─── Records to process ───
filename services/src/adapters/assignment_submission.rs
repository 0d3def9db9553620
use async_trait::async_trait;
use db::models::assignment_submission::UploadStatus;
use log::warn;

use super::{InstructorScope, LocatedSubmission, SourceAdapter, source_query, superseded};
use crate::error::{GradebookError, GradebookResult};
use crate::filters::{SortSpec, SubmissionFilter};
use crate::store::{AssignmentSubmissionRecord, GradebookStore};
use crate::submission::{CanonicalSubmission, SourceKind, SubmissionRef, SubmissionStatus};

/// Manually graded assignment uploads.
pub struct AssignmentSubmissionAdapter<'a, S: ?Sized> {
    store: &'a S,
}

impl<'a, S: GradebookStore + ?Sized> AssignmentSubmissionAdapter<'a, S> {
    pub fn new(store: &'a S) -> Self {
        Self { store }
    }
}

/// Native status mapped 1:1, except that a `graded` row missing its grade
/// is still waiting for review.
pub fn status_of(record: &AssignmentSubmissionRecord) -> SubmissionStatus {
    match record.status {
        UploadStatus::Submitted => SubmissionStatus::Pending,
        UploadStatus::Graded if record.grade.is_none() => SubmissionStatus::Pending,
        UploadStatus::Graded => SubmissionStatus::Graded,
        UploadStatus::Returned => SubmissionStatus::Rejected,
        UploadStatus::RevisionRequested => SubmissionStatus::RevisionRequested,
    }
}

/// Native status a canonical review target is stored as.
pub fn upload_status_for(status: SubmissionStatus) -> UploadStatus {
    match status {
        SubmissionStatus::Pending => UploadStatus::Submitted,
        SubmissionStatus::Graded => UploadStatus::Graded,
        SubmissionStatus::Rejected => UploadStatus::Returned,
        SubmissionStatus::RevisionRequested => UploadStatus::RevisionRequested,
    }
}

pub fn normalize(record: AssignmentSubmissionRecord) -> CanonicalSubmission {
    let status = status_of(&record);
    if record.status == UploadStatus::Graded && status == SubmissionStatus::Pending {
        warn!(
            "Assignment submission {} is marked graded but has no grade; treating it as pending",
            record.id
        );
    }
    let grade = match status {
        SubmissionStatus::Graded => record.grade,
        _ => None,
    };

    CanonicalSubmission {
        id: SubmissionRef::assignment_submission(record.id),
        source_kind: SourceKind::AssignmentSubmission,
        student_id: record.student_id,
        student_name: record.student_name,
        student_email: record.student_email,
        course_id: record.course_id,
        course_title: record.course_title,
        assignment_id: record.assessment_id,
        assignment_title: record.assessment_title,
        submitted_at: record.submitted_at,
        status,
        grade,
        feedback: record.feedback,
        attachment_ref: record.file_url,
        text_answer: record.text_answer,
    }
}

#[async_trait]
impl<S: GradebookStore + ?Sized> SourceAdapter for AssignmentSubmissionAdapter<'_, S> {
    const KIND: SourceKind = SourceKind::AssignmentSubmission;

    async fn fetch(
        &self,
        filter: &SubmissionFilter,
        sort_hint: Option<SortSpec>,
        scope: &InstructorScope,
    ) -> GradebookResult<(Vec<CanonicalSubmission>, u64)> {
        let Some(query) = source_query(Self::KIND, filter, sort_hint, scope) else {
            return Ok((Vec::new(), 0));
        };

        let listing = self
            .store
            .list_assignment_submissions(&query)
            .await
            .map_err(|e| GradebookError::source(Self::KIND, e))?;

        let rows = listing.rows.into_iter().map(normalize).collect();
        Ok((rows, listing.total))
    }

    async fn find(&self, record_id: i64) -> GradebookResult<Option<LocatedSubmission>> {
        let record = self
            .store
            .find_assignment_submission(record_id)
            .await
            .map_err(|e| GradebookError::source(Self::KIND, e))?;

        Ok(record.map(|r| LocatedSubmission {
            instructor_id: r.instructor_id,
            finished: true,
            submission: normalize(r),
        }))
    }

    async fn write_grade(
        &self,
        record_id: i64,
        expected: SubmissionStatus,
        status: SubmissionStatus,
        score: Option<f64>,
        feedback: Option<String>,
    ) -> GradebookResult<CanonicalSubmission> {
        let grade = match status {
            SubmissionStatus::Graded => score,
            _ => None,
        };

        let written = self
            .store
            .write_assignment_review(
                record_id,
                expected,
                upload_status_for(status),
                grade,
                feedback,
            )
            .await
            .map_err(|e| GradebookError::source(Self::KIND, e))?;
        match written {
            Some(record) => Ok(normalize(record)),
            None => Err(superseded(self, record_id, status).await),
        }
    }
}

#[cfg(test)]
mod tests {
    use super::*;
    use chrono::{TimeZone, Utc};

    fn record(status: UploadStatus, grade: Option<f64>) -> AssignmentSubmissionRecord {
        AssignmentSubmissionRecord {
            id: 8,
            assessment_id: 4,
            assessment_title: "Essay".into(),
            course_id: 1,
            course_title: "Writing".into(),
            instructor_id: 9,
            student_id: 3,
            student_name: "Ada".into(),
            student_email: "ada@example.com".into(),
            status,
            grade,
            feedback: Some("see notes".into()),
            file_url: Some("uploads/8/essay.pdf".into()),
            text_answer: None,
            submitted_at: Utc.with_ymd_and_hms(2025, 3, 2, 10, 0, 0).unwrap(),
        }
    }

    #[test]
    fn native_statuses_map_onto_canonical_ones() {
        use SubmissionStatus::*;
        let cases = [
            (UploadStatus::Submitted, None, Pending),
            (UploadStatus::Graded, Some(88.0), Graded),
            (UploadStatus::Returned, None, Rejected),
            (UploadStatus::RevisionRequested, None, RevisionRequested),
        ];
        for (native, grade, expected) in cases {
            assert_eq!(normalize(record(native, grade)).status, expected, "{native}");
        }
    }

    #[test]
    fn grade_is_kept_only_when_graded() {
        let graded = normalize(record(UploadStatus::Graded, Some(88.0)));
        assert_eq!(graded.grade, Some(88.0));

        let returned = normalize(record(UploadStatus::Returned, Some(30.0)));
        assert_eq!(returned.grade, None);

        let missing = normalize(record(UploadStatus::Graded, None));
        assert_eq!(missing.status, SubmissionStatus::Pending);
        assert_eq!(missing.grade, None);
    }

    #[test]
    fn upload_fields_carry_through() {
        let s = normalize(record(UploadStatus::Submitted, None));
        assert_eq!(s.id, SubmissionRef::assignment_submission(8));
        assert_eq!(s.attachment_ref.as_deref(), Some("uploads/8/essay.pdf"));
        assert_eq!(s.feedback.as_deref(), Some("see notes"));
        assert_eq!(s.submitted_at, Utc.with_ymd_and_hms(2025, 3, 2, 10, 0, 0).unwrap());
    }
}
───
─── Records to process ───
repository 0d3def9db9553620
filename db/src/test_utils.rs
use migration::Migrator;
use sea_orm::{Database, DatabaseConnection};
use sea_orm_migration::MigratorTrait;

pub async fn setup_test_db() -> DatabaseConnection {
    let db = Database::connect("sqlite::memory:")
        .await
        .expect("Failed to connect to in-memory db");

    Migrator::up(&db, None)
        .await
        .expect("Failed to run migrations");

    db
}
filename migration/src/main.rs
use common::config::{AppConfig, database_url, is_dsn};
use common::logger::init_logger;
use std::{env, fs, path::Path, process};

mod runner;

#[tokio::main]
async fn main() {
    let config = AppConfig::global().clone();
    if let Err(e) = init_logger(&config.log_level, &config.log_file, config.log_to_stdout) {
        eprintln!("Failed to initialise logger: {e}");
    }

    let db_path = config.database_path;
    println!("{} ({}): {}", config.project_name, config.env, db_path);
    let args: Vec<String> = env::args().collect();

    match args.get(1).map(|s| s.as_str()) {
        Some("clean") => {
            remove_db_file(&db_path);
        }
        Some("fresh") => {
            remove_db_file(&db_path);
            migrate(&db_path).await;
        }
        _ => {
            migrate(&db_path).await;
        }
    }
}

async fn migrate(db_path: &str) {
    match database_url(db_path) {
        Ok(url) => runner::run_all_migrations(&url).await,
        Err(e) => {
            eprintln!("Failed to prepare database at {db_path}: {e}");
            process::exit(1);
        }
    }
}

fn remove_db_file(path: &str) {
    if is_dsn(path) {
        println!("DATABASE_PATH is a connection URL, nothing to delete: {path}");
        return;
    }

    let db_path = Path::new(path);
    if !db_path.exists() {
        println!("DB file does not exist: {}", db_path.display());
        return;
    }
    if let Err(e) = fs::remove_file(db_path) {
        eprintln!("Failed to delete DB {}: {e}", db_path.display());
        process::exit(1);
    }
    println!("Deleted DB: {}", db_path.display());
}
───
- **Exercise directions**:
From the entries, give the number of lines where the string "missing" is found, and nothing else.

- **Answer section**:
4